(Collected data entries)
*-*-*
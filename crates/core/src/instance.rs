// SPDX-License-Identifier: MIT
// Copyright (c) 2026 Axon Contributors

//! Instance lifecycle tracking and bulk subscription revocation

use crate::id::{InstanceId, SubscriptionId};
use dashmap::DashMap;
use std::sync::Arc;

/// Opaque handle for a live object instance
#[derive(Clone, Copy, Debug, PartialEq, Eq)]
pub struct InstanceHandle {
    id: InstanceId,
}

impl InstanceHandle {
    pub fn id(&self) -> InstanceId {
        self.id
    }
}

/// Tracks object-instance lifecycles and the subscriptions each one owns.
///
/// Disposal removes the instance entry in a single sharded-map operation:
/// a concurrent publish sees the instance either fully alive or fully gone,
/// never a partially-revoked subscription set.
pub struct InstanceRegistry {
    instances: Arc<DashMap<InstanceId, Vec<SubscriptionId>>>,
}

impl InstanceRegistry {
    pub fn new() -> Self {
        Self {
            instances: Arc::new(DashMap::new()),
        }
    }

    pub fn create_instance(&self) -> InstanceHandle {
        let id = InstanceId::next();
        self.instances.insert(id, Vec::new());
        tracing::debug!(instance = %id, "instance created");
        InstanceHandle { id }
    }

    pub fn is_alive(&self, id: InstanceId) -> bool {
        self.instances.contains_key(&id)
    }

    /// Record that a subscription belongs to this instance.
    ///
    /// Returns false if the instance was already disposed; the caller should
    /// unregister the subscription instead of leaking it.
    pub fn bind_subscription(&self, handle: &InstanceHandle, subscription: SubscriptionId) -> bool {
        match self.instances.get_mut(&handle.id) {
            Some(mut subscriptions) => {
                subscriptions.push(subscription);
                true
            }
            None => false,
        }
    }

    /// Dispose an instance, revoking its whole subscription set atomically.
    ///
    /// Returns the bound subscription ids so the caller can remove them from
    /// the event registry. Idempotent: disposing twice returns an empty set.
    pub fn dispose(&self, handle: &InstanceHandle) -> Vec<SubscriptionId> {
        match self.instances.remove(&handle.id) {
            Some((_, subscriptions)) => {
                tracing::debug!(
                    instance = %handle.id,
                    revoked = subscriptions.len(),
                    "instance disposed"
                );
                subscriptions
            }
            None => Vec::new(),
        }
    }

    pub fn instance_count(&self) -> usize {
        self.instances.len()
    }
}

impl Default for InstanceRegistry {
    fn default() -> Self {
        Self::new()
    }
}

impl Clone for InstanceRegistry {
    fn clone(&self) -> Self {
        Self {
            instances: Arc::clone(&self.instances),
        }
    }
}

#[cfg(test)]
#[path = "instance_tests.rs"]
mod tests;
*-*-*
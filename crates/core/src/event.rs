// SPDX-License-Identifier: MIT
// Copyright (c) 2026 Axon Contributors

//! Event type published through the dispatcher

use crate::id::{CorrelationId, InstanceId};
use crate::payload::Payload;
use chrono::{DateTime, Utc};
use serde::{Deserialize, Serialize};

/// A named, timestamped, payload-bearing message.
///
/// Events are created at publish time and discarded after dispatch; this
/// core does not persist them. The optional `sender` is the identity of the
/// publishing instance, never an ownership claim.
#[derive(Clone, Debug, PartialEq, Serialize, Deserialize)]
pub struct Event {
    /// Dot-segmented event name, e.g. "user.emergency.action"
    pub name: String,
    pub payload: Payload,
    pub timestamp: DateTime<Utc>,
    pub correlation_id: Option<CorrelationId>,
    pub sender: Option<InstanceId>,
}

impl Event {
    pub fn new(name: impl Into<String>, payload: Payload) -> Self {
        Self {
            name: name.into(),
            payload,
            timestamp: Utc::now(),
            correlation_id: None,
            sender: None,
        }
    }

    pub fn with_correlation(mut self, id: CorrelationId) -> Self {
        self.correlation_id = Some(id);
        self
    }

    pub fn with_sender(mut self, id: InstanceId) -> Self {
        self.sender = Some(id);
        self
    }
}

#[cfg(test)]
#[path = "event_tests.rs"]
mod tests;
*-*-*
▶ _TASK PROMPT_
Extract every line of the records above that contains the word "disposed".

▶ _SOLUTION TO THIS EXERCISE_
    /// Returns false if the instance was already disposed; the caller should
                    "instance disposed"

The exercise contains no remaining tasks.